• Fidelio – Opera de Lyon – Edinburgh International Festival

    This review should appear at Opera Britannia in due course.

    Star Date: 12 August 2013

    Festival Theatre, Edinburgh

    Rating: ★★☆☆☆

    There are many areas of human endeavour where we must applaud glorious failure. Better, surely, that risks are taken than that we make do forever with the urbane and the familiar. The trouble is, when it comes to space travel, risks that don’t come off tend to result in crashes of spectacular intensity. Such is the case with Gary Hill’s interpretation of Fidelio, which for some reason never entirely explained, he chose to set in space.

    This was a production with a lot of “concept” going on. It may be some time before we get to the singing but in a sense, that is true to the experience. One was never entirely convinced that the singing was the point of it.

    Not only were we to be experiencing Fidelio on a spacecraft, but it was a spacecraft that was first known to humankind through its appearance in a Swedish science fiction poem that was published in the 1950s by Harry Martinson. Thus, we were on the good ship Aniara which somehow had found itself going off-course from its mission to colonise Mars. That it wasn’t the only thing that was going off-course was to become something of a theme of the evening.

    It must have been such a wheeze deciding that the principle characters would mostly get around the spacecraft on Segway machines. There is certain dramatic ballet to be had by such machines gliding around. The trouble is, one controls a Segway by shifting one’s balance. It is a delicate operation. That one can persuade opera singers to perform on them is in itself worthy of note. However, directors who consider this course of action in future might be well to observe that if the singers are standing stock still with their hands by their sides in order to prevent themselves whizzing off into the wings, then it is a fair bet that their acting abilities are somewhat curtailed.

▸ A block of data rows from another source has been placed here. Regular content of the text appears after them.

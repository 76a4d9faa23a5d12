// SPDX-License-Identifier: AGPL-3.0-or-later
//
// Copyright (C) 2026 Relational Network

//! # Transaction Scope
//!
//! One `TransactionScope` per inbound call. It owns:
//!
//! - a context derived from the caller's, cancelled when the scope closes
//! - one open database transaction
//! - the verified claims, once authentication succeeded
//!
//! ## Lifecycle
//!
//! ```text
//! open ──► [enough_time]* ──► commit ──► close
//!   │                                      ▲
//!   └──────────── (error / panic) ─────────┘
//! ```
//!
//! `close` rolls back whatever is still open and cancels the derived context.
//! It runs on drop if the handler did not call it, so the transaction is
//! released on every exit path, panics included.

use std::time::Duration;

use tokio::time::Instant;
use tracing::Instrument;

use crate::auth::Claims;
use crate::context::Context;
use crate::error::ScopeError;
use crate::storage::{Pool, Transaction, TxError, TxOptions};

/// Concurrency hint used for read-only scopes when the caller gives none.
pub const DEFAULT_READ_CONCURRENCY: usize = 1;

/// A database transaction bound to one call's context.
pub struct TransactionScope<T: Transaction> {
    ctx: Context,
    tx: T,
    read_only: bool,
    claims: Option<Claims>,
    span: tracing::Span,
    closed: bool,
}

impl<T: Transaction> TransactionScope<T> {
    /// Open a transaction on `pool` for the call described by `ctx`.
    ///
    /// Read-only scopes request a transaction spread over `concurrency`
    /// replica nodes (default 1). Read-write scopes use the master.
    pub async fn open<P>(
        ctx: &Context,
        log: &tracing::Span,
        pool: &P,
        read_only: bool,
        concurrency: Option<usize>,
    ) -> Result<Self, ScopeError>
    where
        P: Pool<Tx = T>,
    {
        let span = tracing::debug_span!(
            parent: log,
            "tx_scope",
            request_id = %uuid::Uuid::new_v4(),
            read_only,
        );

        if let Some(err) = ctx.err() {
            span.in_scope(|| tracing::warn!(error = %err, "Begin TX"));
            return Err(err.into());
        }

        let opened = if read_only {
            let max_nodes = concurrency.unwrap_or(DEFAULT_READ_CONCURRENCY);
            ctx.run(pool.read_tx(ctx, TxOptions::read_only(), max_nodes))
                .instrument(span.clone())
                .await
        } else {
            ctx.run(pool.write_tx(ctx, TxOptions::default()))
                .instrument(span.clone())
                .await
        };

        let tx = match opened {
            Ok(Ok(tx)) => tx,
            Ok(Err(err)) => {
                span.in_scope(|| tracing::error!(error = %err, "Begin TX"));
                return Err(err.into());
            }
            Err(err) => {
                span.in_scope(|| tracing::warn!(error = %err, "Begin TX"));
                return Err(err.into());
            }
        };
        span.in_scope(|| tracing::debug!("Begin TX"));

        Ok(Self {
            ctx: ctx.child(),
            tx,
            read_only,
            claims: None,
            span,
            closed: false,
        })
    }

    /// The context derived for this scope. Pass it to every downstream call.
    pub fn context(&self) -> &Context {
        &self.ctx
    }

    pub fn read_only(&self) -> bool {
        self.read_only
    }

    /// Verified claims, if the scope was opened through the authenticator.
    pub fn claims(&self) -> Option<&Claims> {
        self.claims.as_ref()
    }

    pub fn span(&self) -> &tracing::Span {
        &self.span
    }

    /// The open transaction, for running statements.
    pub fn tx(&self) -> &T {
        &self.tx
    }

    pub fn tx_mut(&mut self) -> &mut T {
        &mut self.tx
    }

    /// Attach verified claims. Only the authenticator sets them, once.
    pub(crate) fn set_claims(&mut self, claims: Claims) {
        debug_assert!(self.claims.is_none(), "claims are set once");
        self.claims.get_or_insert(claims);
    }

    /// Check that `need` still fits before the context's deadline.
    ///
    /// A zero `need` or a context without deadline always passes, unless the
    /// context is already done.
    pub fn enough_time(&self, need: Duration) -> Result<(), ScopeError> {
        let _entered = self.span.enter();

        if let Some(err) = self.ctx.err() {
            tracing::warn!(error = %err, "enough time");
            return Err(err.into());
        }

        let Some(deadline) = self.ctx.deadline() else {
            tracing::debug!(need = ?need, "enough time");
            return Ok(());
        };
        let remaining = deadline.saturating_duration_since(Instant::now());
        if !need.is_zero() && need > remaining {
            tracing::warn!(need = ?need, remaining = ?remaining, "Not enough time in context");
            return Err(ScopeError::NotEnoughTime);
        }
        tracing::debug!(need = ?need, remaining = ?remaining, "enough time");
        Ok(())
    }

    /// Commit the transaction.
    ///
    /// A second commit fails because the transaction is already finished.
    /// `close` must still run afterwards to release the derived context.
    pub fn commit(&mut self) -> Result<(), ScopeError> {
        let _entered = self.span.enter();
        match self.tx.commit() {
            Ok(()) => {
                tracing::debug!("TX commit");
                Ok(())
            }
            Err(err) => {
                tracing::error!(error = %err, "TX commit");
                Err(err.into())
            }
        }
    }

    /// Roll back whatever is still open and cancel the derived context.
    ///
    /// Never fails; rollback errors are logged. Safe to call after `commit`
    /// and more than once.
    pub fn close(&mut self) {
        if self.closed {
            return;
        }
        self.closed = true;

        let result = self.tx.rollback();
        self.ctx.cancel();

        let _entered = self.span.enter();
        match result {
            Ok(()) => tracing::debug!("TX rollback"),
            Err(TxError::Done) => tracing::debug!("TX rollback: already finished"),
            Err(err) => tracing::error!(error = %err, "TX rollback"),
        }
    }
}

impl<T: Transaction> Drop for TransactionScope<T> {
    fn drop(&mut self) {
        self.close();
    }
}

impl<T: Transaction> std::fmt::Debug for TransactionScope<T> {
    fn fmt(&self, f: &mut std::fmt::Formatter<'_>) -> std::fmt::Result {
        f.debug_struct("TransactionScope")
            .field("read_only", &self.read_only)
            .field("claims", &self.claims)
            .field("closed", &self.closed)
            .finish_non_exhaustive()
    }
}
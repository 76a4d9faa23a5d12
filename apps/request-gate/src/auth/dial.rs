// SPDX-License-Identifier: AGPL-3.0-or-later
//
// Copyright (C) 2026 Relational Network

//! # Connection Retrier
//!
//! Dials the identity service and keeps trying until it answers or the
//! caller's context is done. The service may still be starting when this
//! process comes up, so a slow or refused dial is not fatal.
//!
//! ## Strategy
//!
//! Each attempt gets its own window (5 s, or less if the caller's deadline
//! is closer). Inside a window the dial blocks until the channel is up,
//! re-dialing refused connections after a short pause. When a window
//! closes without a channel the retrier logs a warning and starts the next
//! one. A target that cannot be parsed fails at once.

use std::future::Future;
use std::sync::atomic::{AtomicUsize, Ordering};
use std::time::Duration;

use tonic::transport::{Channel, Endpoint};
use tracing::{debug, info, warn};

use super::error::ConnectError;
use crate::context::{Context, ContextError};

/// Length of one dial attempt.
pub const ATTEMPT_TIMEOUT: Duration = Duration::from_secs(5);

/// Pause between refused connects inside one attempt.
const REDIAL_PAUSE: Duration = Duration::from_millis(250);

/// Dials a target with bounded, context-aware retries.
#[derive(Debug)]
pub struct ConnectionRetrier {
    attempt_timeout: Duration,
    redial_pause: Duration,
    dials: AtomicUsize,
}

impl Default for ConnectionRetrier {
    fn default() -> Self {
        Self::new()
    }
}

impl ConnectionRetrier {
    pub fn new() -> Self {
        Self {
            attempt_timeout: ATTEMPT_TIMEOUT,
            redial_pause: REDIAL_PAUSE,
            dials: AtomicUsize::new(0),
        }
    }

    /// Number of dials this retrier has made.
    pub fn dials(&self) -> usize {
        self.dials.load(Ordering::Relaxed)
    }

    /// Override the attempt window.
    #[cfg(test)]
    fn with_attempt_timeout(mut self, timeout: Duration) -> Self {
        self.attempt_timeout = timeout;
        self
    }

    /// Connect a gRPC channel to `target`.
    pub async fn attempt_connect(
        &self,
        ctx: &Context,
        target: &str,
    ) -> Result<Channel, ConnectError> {
        let endpoint =
            Endpoint::from_shared(target.to_string()).map_err(|e| ConnectError::InvalidTarget {
                target: target.to_string(),
                reason: e.to_string(),
            })?;
        let endpoint = &endpoint.connect_timeout(self.attempt_timeout);

        self.retry(ctx, target, move || async move {
            Ok(self.dial_until_connected(endpoint, target).await)
        })
        .await
    }

    /// Dial until the channel is up. Refused connects are retried; the caller
    /// bounds this with the attempt window.
    async fn dial_until_connected(&self, endpoint: &Endpoint, target: &str) -> Channel {
        loop {
            let dial = self.dials.fetch_add(1, Ordering::Relaxed) + 1;
            match endpoint.connect().await {
                Ok(channel) => return channel,
                Err(e) => {
                    debug!(endpoint = %target, dial, error = %e, "gRPC dial refused, redialing");
                    tokio::time::sleep(self.redial_pause).await;
                }
            }
        }
    }

    /// Run `dial` in attempt windows until it succeeds, fails, or `ctx` ends.
    async fn retry<C, F, Fut>(&self, ctx: &Context, target: &str, mut dial: F) -> Result<C, ConnectError>
    where
        F: FnMut() -> Fut,
        Fut: Future<Output = Result<C, ConnectError>>,
    {
        loop {
            if let Some(err) = ctx.err() {
                return Err(err.into());
            }

            let attempt = ctx.with_timeout(self.attempt_timeout);
            match attempt.run(dial()).await {
                Ok(Ok(conn)) => return Ok(conn),
                Ok(Err(err)) => return Err(err),
                Err(ContextError::DeadlineExceeded) => {
                    warn!(
                        endpoint = %target,
                        timeout_secs = self.attempt_timeout.as_secs_f64(),
                        "gRPC dial timed out, retrying"
                    );
                }
                Err(ContextError::Canceled) => return Err(ContextError::Canceled.into()),
            }
        }
    }
}

/// Connect with the default retrier, logging start and outcome.
pub async fn attempt_connect(ctx: &Context, target: &str) -> Result<Channel, ConnectError> {
    info!(endpoint = %target, "Start gRPC dial");
    let retrier = ConnectionRetrier::new();
    match retrier.attempt_connect(ctx, target).await {
        Ok(channel) => {
            info!(endpoint = %target, dials = retrier.dials(), "gRPC dial done");
            Ok(channel)
        }
        Err(err) => {
            tracing::error!(
                endpoint = %target,
                dials = retrier.dials(),
                error = %err,
                "gRPC dial failed"
            );
            Err(err)
        }
    }
}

    It was not always clear why some of the cast appeared on Segways at some points and walked on their legs at others. At one point Fidelio zoomed off-stage into the wings from which one could hear a decisive thud and came back on foot for the rest of the opera. Whether this was an accident or an expression of a new and previously undiscovered level of existential angst in the mind of the director was never clear.

    Particular mention should be made of Don Pizzaro’s costume which made one wonder whether the cosmos had somehow conspired to mate the Mikado with a passing armadillo. It should come in handy if Opera de Lyon ever decide to stage the Savoy operas in a lunar safari park. Having seen this production, we must not rule out the possibility. The other costumes by Paulina Wallenberg-Olsson might have some second-hand value if Blake’s 7 is ever re-commissioned.

    Then there was the video. Digital projection was not merely a feature of this production so much as its whole raison d’etre. Digital images were projected onto the rear of the stage throughout. Meanwhile, a gauze curtain was hung in front of the action during the whole opera and further digital images were projected onto this. Sometimes they related to the action. Sometimes they didn’t. What they did do was move constantly. Lines, polygons, imagined space-worlds all appeared before our eyes and jiggled and danced before us. It was as though someone was trying to demonstrate what was happening inside the head of someone with attention deficit disorder who was enduring a migraine whilst watching Star Trek. The poor cast, whizzing about on their Segways behind this curtain of dizziness could thus not be seen entirely clearly nor in all cases heard.

    And so we come, at last, to thinking about the singing and in this respect it was an opera of two halves. The first half saw some spirited singing by Erika Sunnegårdh as Fidelio/Leonore whilst the second was somewhat energised by Nikolai Schukoff’s Florestan. His cry of injustice from within his prison cell was powerful and heartfelt and suddenly drew one’s attention away from all the digital action that was crowding one’s vision at the time. His voice had enough emotional intensity to focus the mind for a moment on what all this was supposed to be about – a political prisoner incarcerated because he had stood up to a tyrant.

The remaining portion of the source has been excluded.